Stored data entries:

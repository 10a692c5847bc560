#![allow(non_snake_case)]

use super::*;
use test_case::test_case;

fn field(name: &str, rust_type: &str, value_type: &str, category: FieldCategory) -> FieldInfo {
    let association = category.association_target().is_some();
    FieldInfo {
        name: name.to_string(),
        column: (!association).then(|| crate::naming::to_snake_case(name)),
        rust_type: rust_type.to_string(),
        value_type: value_type.to_string(),
        category,
        embedded_from: None,
    }
}

fn user() -> ParsedStruct {
    ParsedStruct::new("User", None, Vec::new())
}

fn names(methods: &[Method], receiver: &str) -> Vec<String> {
    let mut names: Vec<String> = methods
        .iter()
        .filter(|m| m.receiver_declaration() == receiver)
        .map(|m| m.method_name().to_string())
        .collect();
    names.sort();
    names
}

fn find<'m>(methods: &'m [Method], name: &str) -> &'m Method {
    methods
        .iter()
        .find(|m| m.method_name() == name)
        .unwrap_or_else(|| panic!("method {name} not generated"))
}

const STRUCT_LEVEL: &[&str] = &[
    "all",
    "count",
    "create",
    "delete",
    "delete_num",
    "exists",
    "get_updater",
    "limit",
    "offset",
    "one",
    "order_by",
];

// ============================================================================
// Family table
// ============================================================================

#[test_case(FieldCategory::Bool, &[Op::Eq, Op::Ne, Op::OrderAsc, Op::OrderDesc, Op::Set] ; "bool")]
#[test_case(FieldCategory::Scalar, &[Op::Eq, Op::Ne, Op::OrderAsc, Op::OrderDesc, Op::Set, Op::In, Op::NotIn] ; "scalar")]
#[test_case(FieldCategory::Slice(Box::new(FieldCategory::String)), &[Op::Set] ; "slice")]
#[test_case(FieldCategory::Association { target: "Profile".into() }, &[Op::Preload] ; "association")]
#[test_case(FieldCategory::Slice(Box::new(FieldCategory::Association { target: "Profile".into() })), &[Op::Preload] ; "slice of associations")]
#[test_case(FieldCategory::Nullable(Box::new(FieldCategory::Association { target: "Profile".into() })), &[Op::Preload] ; "optional association")]
fn families___category___exact_operations(category: FieldCategory, expected: &[Op]) {
    assert_eq!(families(&category), expected.to_vec());
}

#[test]
fn families___string___adds_text_operations() {
    let ops = families(&FieldCategory::String);

    for op in [Op::Like, Op::NotLike, Op::StartsWith, Op::Contains, Op::In] {
        assert!(ops.contains(&op), "missing {op:?}");
    }
    assert!(!ops.contains(&Op::Gt));
}

#[test]
fn families___numeric_and_time___add_ordering() {
    for category in [FieldCategory::Numeric, FieldCategory::Time] {
        let ops = families(&category);
        for op in [Op::Gt, Op::Gte, Op::Lt, Op::Lte] {
            assert!(ops.contains(&op), "{category} missing {op:?}");
        }
        assert!(!ops.contains(&Op::Like));
    }
    assert!(!families(&FieldCategory::Time).contains(&Op::In));
}

#[test]
fn families___nullable___adds_null_checks_to_inner() {
    let ops = families(&FieldCategory::Nullable(Box::new(FieldCategory::Numeric)));

    assert!(ops.contains(&Op::IsNull));
    assert!(ops.contains(&Op::IsNotNull));
    assert!(ops.contains(&Op::Gte));
    assert_eq!(ops.iter().filter(|op| **op == Op::Set).count(), 1);
}

#[test_case(Op::Eq, "name_eq")]
#[test_case(Op::NotIn, "name_not_in")]
#[test_case(Op::StartsWith, "name_starts_with")]
#[test_case(Op::IsNotNull, "name_is_not_null")]
#[test_case(Op::OrderAsc, "order_asc_by_name")]
#[test_case(Op::OrderDesc, "order_desc_by_name")]
#[test_case(Op::Preload, "preload_name")]
#[test_case(Op::Set, "set_name")]
fn Op_method_name___follows_naming_scheme(op: Op, expected: &str) {
    assert_eq!(op.method_name("name"), expected);
}

// ============================================================================
// Builder
// ============================================================================

#[test]
fn build___no_fields___struct_level_methods_only() {
    let s = user();

    let methods = MethodsBuilder::new(&s, &[]).build();

    assert_eq!(names(&methods, "UserQuerySet"), STRUCT_LEVEL.to_vec());
    assert_eq!(names(&methods, "UserUpdater"), vec!["update", "update_num"]);
}

#[test]
fn build___user_example___both_receivers() {
    let s = user();
    let fields = vec![
        field("name", "String", "String", FieldCategory::String),
        field("age", "i32", "i32", FieldCategory::Numeric),
    ];

    let methods = MethodsBuilder::new(&s, &fields).build();

    let query_set = names(&methods, "UserQuerySet");
    for expected in ["name_eq", "name_like", "age_gte", "order_desc_by_age", "get_updater"] {
        assert!(query_set.iter().any(|n| n == expected), "missing {expected}");
    }
    assert_eq!(
        names(&methods, "UserUpdater"),
        vec!["set_age", "set_name", "update", "update_num"]
    );
    assert!(methods.iter().all(|m| m.receiver_declaration() == "UserQuerySet"
        || m.receiver_declaration() == "UserUpdater"));
}

#[test]
fn build___filter_bodies___use_column_and_value_type() {
    let s = user();
    let fields = vec![field("displayName", "String", "String", FieldCategory::String)];

    let methods = MethodsBuilder::new(&s, &fields).build();

    let eq = find(&methods, "display_name_eq");
    assert_eq!(eq.receiver, "UserQuerySet");
    assert_eq!(eq.args, "value: String");
    assert_eq!(eq.returns, "Self");
    assert_eq!(
        eq.body,
        "Self::w(self.db.where_clause(\"display_name = ?\", value))"
    );

    let not_in = find(&methods, "display_name_not_in");
    assert_eq!(not_in.args, "values: Vec<String>");
    assert_eq!(
        not_in.body,
        "Self::w(self.db.where_clause(\"display_name NOT IN (?)\", values))"
    );

    let contains = find(&methods, "display_name_contains");
    assert_eq!(contains.args, "needle: &str");
    assert_eq!(
        contains.body,
        "Self::w(self.db.where_clause(\"display_name LIKE ?\", format!(\"%{needle}%\")))"
    );

    let starts_with = find(&methods, "display_name_starts_with");
    assert_eq!(
        starts_with.body,
        "Self::w(self.db.where_clause(\"display_name LIKE ?\", format!(\"{prefix}%\")))"
    );

    let order = find(&methods, "order_asc_by_display_name");
    assert_eq!(order.args, "");
    assert_eq!(order.body, "Self::w(self.db.order(\"display_name ASC\"))");
}

#[test]
fn build___column_with_quote_and_backslash___escaped_in_literals() {
    let s = user();
    let mut w = field("w", "i32", "i32", FieldCategory::Numeric);
    w.column = Some(r#"we"ird\x"#.to_string());

    let methods = MethodsBuilder::new(&s, &[w]).build();

    assert_eq!(
        find(&methods, "w_eq").body,
        r#"Self::w(self.db.where_clause("we\"ird\\x = ?", value))"#
    );
    assert_eq!(
        find(&methods, "order_desc_by_w").body,
        r#"Self::w(self.db.order("we\"ird\\x DESC"))"#
    );
    assert_eq!(
        find(&methods, "set_w").body,
        r#"Self::w(self.db.set_column("we\"ird\\x", value))"#
    );
}

#[test]
fn build___nullable_field___setter_takes_option_filters_take_inner() {
    let s = user();
    let fields = vec![field(
        "email",
        "Option<String>",
        "String",
        FieldCategory::Nullable(Box::new(FieldCategory::String)),
    )];

    let methods = MethodsBuilder::new(&s, &fields).build();

    assert_eq!(find(&methods, "email_eq").args, "value: String");
    assert_eq!(
        find(&methods, "email_is_null").body,
        "Self::w(self.db.where_raw(\"email IS NULL\"))"
    );
    let setter = find(&methods, "set_email");
    assert_eq!(setter.receiver, "UserUpdater");
    assert_eq!(setter.args, "value: Option<String>");
    assert_eq!(
        setter.body,
        "Self::w(self.db.set_column(\"email\", value))"
    );
}

#[test]
fn build___association___preload_only() {
    let s = user();
    let fields = vec![field(
        "profile",
        "Option<Profile>",
        "Profile",
        FieldCategory::Nullable(Box::new(FieldCategory::Association {
            target: "Profile".into(),
        })),
    )];

    let methods = MethodsBuilder::new(&s, &fields).build();

    let preload = find(&methods, "preload_profile");
    assert_eq!(preload.body, "Self::w(self.db.preload(\"profile\"))");
    assert!(!methods.iter().any(|m| m.name.starts_with("profile_")));
    assert!(!methods.iter().any(|m| m.name == "set_profile"));
}

#[test]
fn build___colliding_names___first_in_declaration_order_wins() {
    let s = user();
    let fields = vec![
        field("a", "i32", "i32", FieldCategory::Numeric),
        field("a_not", "i64", "i64", FieldCategory::Numeric),
    ];

    let methods = MethodsBuilder::new(&s, &fields).build();

    let colliding: Vec<_> = methods.iter().filter(|m| m.name == "a_not_in").collect();
    assert_eq!(colliding.len(), 1);
    assert_eq!(colliding[0].args, "values: Vec<i32>");
}

#[test]
fn build___names_unique_per_receiver() {
    let s = user();
    let fields = vec![
        field("count", "i64", "i64", FieldCategory::Numeric),
        field("limit", "i64", "i64", FieldCategory::Numeric),
        field("tags", "Vec<String>", "Vec<String>", FieldCategory::Slice(Box::new(FieldCategory::String))),
    ];

    let methods = MethodsBuilder::new(&s, &fields).build();

    let mut keys: Vec<_> = methods
        .iter()
        .map(|m| (m.receiver.clone(), m.name.clone()))
        .collect();
    let total = keys.len();
    keys.sort();
    keys.dedup();
    assert_eq!(keys.len(), total);
    assert_eq!(find(&methods, "set_tags").args, "value: Vec<String>");
}

#[test]
fn build___struct_level_bodies___target_model_type() {
    let s = user();

    let methods = MethodsBuilder::new(&s, &[]).build();

    assert_eq!(find(&methods, "all").returns, "DbResult<Vec<User>>");
    assert_eq!(find(&methods, "all").body, "self.db.find::<User>()");
    assert_eq!(find(&methods, "create").args, "obj: &User");
    assert_eq!(find(&methods, "get_updater").returns, "UserUpdater");
    assert_eq!(find(&methods, "get_updater").body, "UserUpdater::w(self.db)");
    assert_eq!(find(&methods, "exists").body, "Ok(self.db.limit(1).count()? > 0)");
}

#[test]
fn Method___serialize___exposes_all_parts() {
    let s = user();
    let methods = MethodsBuilder::new(&s, &[]).build();

    let value = serde_json::to_value(find(&methods, "limit")).unwrap();

    assert_eq!(value["receiver"], "UserQuerySet");
    assert_eq!(value["name"], "limit");
    assert_eq!(value["args"], "limit: u64");
    assert_eq!(value["returns"], "Self");
    assert!(value["doc"].as_str().is_some_and(|d| !d.is_empty()));
}
//! `qsgen generate`: source file in, query-set module out

use crate::config::QsConfig;
use anyhow::{Context, Result};
use qsgen_core::{GenerateOptions, ParsedPackage, generate_query_sets_for_structs};
use std::fs;
use std::path::{Path, PathBuf};

/// Arguments of the generate command
#[derive(Debug, Clone, Default)]
pub struct GenerateArgs {
    pub input: PathBuf,
    pub output: Option<PathBuf>,
    pub template: Option<PathBuf>,
    pub config: Option<PathBuf>,
    pub orm_path: Option<String>,
    pub no_header: bool,
    pub stdout: bool,
}

/// Generate command implementation
pub fn run(args: GenerateArgs) -> Result<()> {
    let config = QsConfig::load(args.config.as_deref())?;
    config.validate()?;

    let options = build_options(&args, &config)?;

    let package = ParsedPackage::parse_file(&args.input)
        .with_context(|| format!("Failed to parse {:?}", args.input))?;

    let Some(code) = generate_query_sets_for_structs(&package.types, &package.structs, &options)
        .with_context(|| format!("Failed to generate query sets for {:?}", args.input))?
    else {
        tracing::info!(input = ?args.input, "no struct marked with `gen:qs`, nothing written");
        return Ok(());
    };

    if args.stdout {
        print!("{code}");
        return Ok(());
    }

    let output = args
        .output
        .clone()
        .unwrap_or_else(|| default_output_path(&args.input, &config.output.suffix));

    if output == args.input {
        anyhow::bail!("Output path {output:?} would overwrite the input file");
    }

    if write_if_changed(&output, &code)? {
        println!("Generated {}", output.display());
    } else {
        tracing::info!(output = ?output, "output unchanged, not rewritten");
    }

    Ok(())
}

/// Merge command-line flags over the config file.
fn build_options(args: &GenerateArgs, config: &QsConfig) -> Result<GenerateOptions> {
    let mut options = GenerateOptions::new();

    if let Some(orm_path) = args
        .orm_path
        .as_ref()
        .or(config.generator.orm_path.as_ref())
    {
        options = options.with_orm_path(orm_path.as_str());
    }

    let header = !args.no_header && config.generator.header.unwrap_or(true);
    options = options.with_header(header);

    if let Some(path) = args
        .template
        .as_ref()
        .or(config.generator.custom_template.as_ref())
    {
        let source = fs::read_to_string(path)
            .with_context(|| format!("Failed to read template: {path:?}"))?;
        options = options.with_custom_template(source);
    }

    Ok(options)
}

/// `models.rs` becomes `models_queryset.rs` next to it.
fn default_output_path(input: &Path, suffix: &str) -> PathBuf {
    let stem = input
        .file_stem()
        .map(|s| s.to_string_lossy().into_owned())
        .unwrap_or_default();

    input.with_file_name(format!("{stem}{suffix}"))
}

/// Write `content` unless the file already holds exactly that.
///
/// Returns whether the file was written.
fn write_if_changed(path: &Path, content: &str) -> Result<bool> {
    if fs::read_to_string(path).is_ok_and(|existing| existing == content) {
        return Ok(false);
    }

    if let Some(parent) = path.parent().filter(|p| !p.as_os_str().is_empty()) {
        fs::create_dir_all(parent)
            .with_context(|| format!("Failed to create directory: {parent:?}"))?;
    }

    fs::write(path, content).with_context(|| format!("Failed to write {path:?}"))?;

    Ok(true)
}
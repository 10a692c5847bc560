//! Template rendering.
//!
//! The built-in template is compiled once per process. A custom template is
//! compiled per call and rendered after the built-in one into the same
//! output, against the same data:
//!
//! | Variable | Type |
//! |----------|------|
//! | `configs` | list of [`QuerySetConfig`] |
//! | `orm_path` | string |
//! | `header` | bool |
//!
//! Undefined variables are errors, so a template typo fails the run instead of
//! producing silently incomplete code.

use crate::error::{QsError, QsResult};
use crate::generator::QuerySetConfig;
use crate::naming::{to_screaming_snake_case, to_snake_case};
use crate::options::GenerateOptions;
use minijinja::{AutoEscape, Environment, UndefinedBehavior};
use once_cell::sync::Lazy;
use serde::Serialize;

mod templates {
    pub const QUERY_SET: &str = include_str!("../templates/queryset.rs.j2");
}

const BUILTIN_TEMPLATE: &str = "queryset.rs.j2";
const CUSTOM_TEMPLATE: &str = "custom";

static BUILTIN: Lazy<Environment<'static>> = Lazy::new(builtin_environment);

#[derive(Serialize)]
struct RenderContext<'a> {
    configs: &'a [QuerySetConfig],
    orm_path: &'a str,
    header: bool,
}

fn configure(env: &mut Environment<'_>) {
    env.set_undefined_behavior(UndefinedBehavior::Strict);
    env.set_trim_blocks(true);
    env.set_lstrip_blocks(true);
    env.set_keep_trailing_newline(true);
    env.set_auto_escape_callback(|_| AutoEscape::None);
    env.add_filter("snake_case", |value: String| to_snake_case(&value));
    env.add_filter("screaming_snake_case", |value: String| {
        to_screaming_snake_case(&value)
    });
}

#[allow(clippy::expect_used)]
fn builtin_environment() -> Environment<'static> {
    let mut env = Environment::new();
    configure(&mut env);
    // Safe: the template is compiled into the binary and covered by tests
    env.add_template(BUILTIN_TEMPLATE, templates::QUERY_SET)
        .expect("built-in template must compile");
    env
}

/// Render the configs with the built-in template, followed by the custom
/// template from `options` if one is set.
pub fn render(configs: &[QuerySetConfig], options: &GenerateOptions) -> QsResult<String> {
    let ctx = RenderContext {
        configs,
        orm_path: options.orm_path(),
        header: options.header,
    };

    let mut output = BUILTIN
        .get_template(BUILTIN_TEMPLATE)
        .and_then(|t| t.render(&ctx))
        .map_err(|e| QsError::render(BUILTIN_TEMPLATE, e))?;

    if let Some(source) = options.custom_template() {
        let mut env = Environment::new();
        configure(&mut env);
        env.add_template(CUSTOM_TEMPLATE, source)
            .map_err(|e| QsError::render(CUSTOM_TEMPLATE, e))?;
        let custom = env
            .get_template(CUSTOM_TEMPLATE)
            .and_then(|t| t.render(&ctx))
            .map_err(|e| QsError::render(CUSTOM_TEMPLATE, e))?;

        tracing::debug!(bytes = custom.len(), "rendered custom template");
        output.push_str(&custom);
    }

    Ok(output)
}
impl Op {
    fn receiver(self) -> Receiver {
        match self {
            Op::Set => Receiver::Updater,
            _ => Receiver::QuerySet,
        }
    }

    /// Generated method name for a field with the given snake_case stem.
    pub fn method_name(self, stem: &str) -> String {
        match self {
            Op::OrderAsc => format!("order_asc_by_{stem}"),
            Op::OrderDesc => format!("order_desc_by_{stem}"),
            Op::Preload => format!("preload_{stem}"),
            Op::Set => format!("set_{stem}"),
            _ => format!("{stem}_{}", self.suffix()),
        }
    }

    fn suffix(self) -> &'static str {
        match self {
            Op::Eq => "eq",
            Op::Ne => "ne",
            Op::In => "in",
            Op::NotIn => "not_in",
            Op::Gt => "gt",
            Op::Gte => "gte",
            Op::Lt => "lt",
            Op::Lte => "lte",
            Op::Like => "like",
            Op::NotLike => "not_like",
            Op::StartsWith => "starts_with",
            Op::Contains => "contains",
            Op::IsNull => "is_null",
            Op::IsNotNull => "is_not_null",
            Op::OrderAsc => "order_asc",
            Op::OrderDesc => "order_desc",
            Op::Preload => "preload",
            Op::Set => "set",
        }
    }

    fn comparison(self) -> Option<&'static str> {
        match self {
            Op::Eq => Some("="),
            Op::Ne => Some("!="),
            Op::Gt => Some(">"),
            Op::Gte => Some(">="),
            Op::Lt => Some("<"),
            Op::Lte => Some("<="),
            _ => None,
        }
    }
}

/// A single generated function.
#[derive(Debug, Clone, PartialEq, Eq, Serialize)]
pub struct Method {
    /// The owning generated type, e.g. `UserQuerySet`.
    pub receiver: String,
    pub name: String,
    /// One-line doc comment, without the `///` marker.
    pub doc: String,
    /// Parameters after `self`, comma separated. Empty when there are none.
    pub args: String,
    pub returns: String,
    pub body: String,
}
//! `qsgen inspect`: print what would be generated, as JSON

use anyhow::{Context, Result};
use qsgen_core::{ParsedPackage, QuerySetConfig, generate_query_set_configs};
use std::path::Path;

/// Inspect command implementation
pub fn run(input: &Path) -> Result<()> {
    let configs = configs_for_file(input)?;

    let json = serde_json::to_string_pretty(&configs).context("Failed to serialize configs")?;
    println!("{json}");

    Ok(())
}

fn configs_for_file(input: &Path) -> Result<Vec<QuerySetConfig>> {
    let package =
        ParsedPackage::parse_file(input).with_context(|| format!("Failed to parse {input:?}"))?;

    let configs = generate_query_set_configs(&package.types, &package.structs);
    tracing::info!(input = ?input, query_sets = configs.len(), "inspected source file");

    Ok(configs)
}
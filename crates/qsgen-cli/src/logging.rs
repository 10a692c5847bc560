//! Logging setup

use tracing_subscriber::EnvFilter;

/// Install the stderr subscriber.
///
/// `RUST_LOG` wins when set; otherwise each `-v` raises the level one step
/// from `warn`.
pub fn init(verbosity: u8) {
    let filter = EnvFilter::try_from_default_env()
        .unwrap_or_else(|_| EnvFilter::new(default_directive(verbosity)));

    // Ignore the error if a subscriber is already installed
    let _ = tracing_subscriber::fmt()
        .with_env_filter(filter)
        .with_writer(std::io::stderr)
        .with_target(false)
        .try_init();
}

fn default_directive(verbosity: u8) -> &'static str {
    match verbosity {
        0 => "warn",
        1 => "info",
        2 => "debug",
        _ => "trace",
    }
}
mod models;
mod orm;

use models::*;
use orm::Db;

fn main() {
    let users = UserQuerySet::new(Db::default())
        .id_in(vec![UserId(1), UserId(2)])
        .name_eq("ada".to_string())
        .email_is_not_null()
        .email_like("%@example.com")
        .status_ne(Status::Banned)
        .age_gte(18)
        .is_admin_eq(false)
        .type_starts_with("staff")
        .display_name_contains("a")
        .score_lt(10)
        .created_at_lte(std::time::SystemTime::now())
        .updated_at_is_null()
        .preload_profile()
        .preload_posts()
        .order_desc_by_score()
        .order_by("id")
        .limit(10)
        .offset(20)
        .all()
        .unwrap();
    assert!(users.is_empty());

    assert!(UserQuerySet::new(Db::default()).one().is_err());
    assert!(UserQuerySet::new(Db::default()).exists().unwrap());
    assert_eq!(PostQuerySet::new(Db::default()).title_eq("x".to_string()).delete_num(), Ok(2));

    let updated = UserQuerySet::new(Db::default())
        .age_lt(18)
        .get_updater()
        .set_age(18)
        .set_tags(vec!["minor".to_string()])
        .set_score(0)
        .update_num()
        .unwrap();
    assert_eq!(updated, 3);

    ProfileQuerySet::new(Db::default())
        .bio_is_null()
        .get_updater()
        .set_bio(Some("hi".to_string()))
        .update()
        .unwrap();

    assert_eq!(UserDBSchema::TAGS, "user_tags");
    assert_eq!(UserDBSchema::SCORE, "legacy \"score\" \\ v1");
    assert_eq!(UserDBSchema::DISPLAY_NAME, "display_name");
    assert_eq!(UserDBSchema::TYPE, "type");
    assert_eq!(UserDBSchema::CREATED_AT, "created_at");
    assert_eq!(ProfileDBSchema::BIO, "bio");
}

About this exercise
Please report every line among the entries that includes "QsError".

Solved exercise
use crate::error::{QsError, QsResult};
        .map_err(|e| QsError::render(BUILTIN_TEMPLATE, e))?;
            .map_err(|e| QsError::render(CUSTOM_TEMPLATE, e))?;
            .map_err(|e| QsError::render(CUSTOM_TEMPLATE, e))?;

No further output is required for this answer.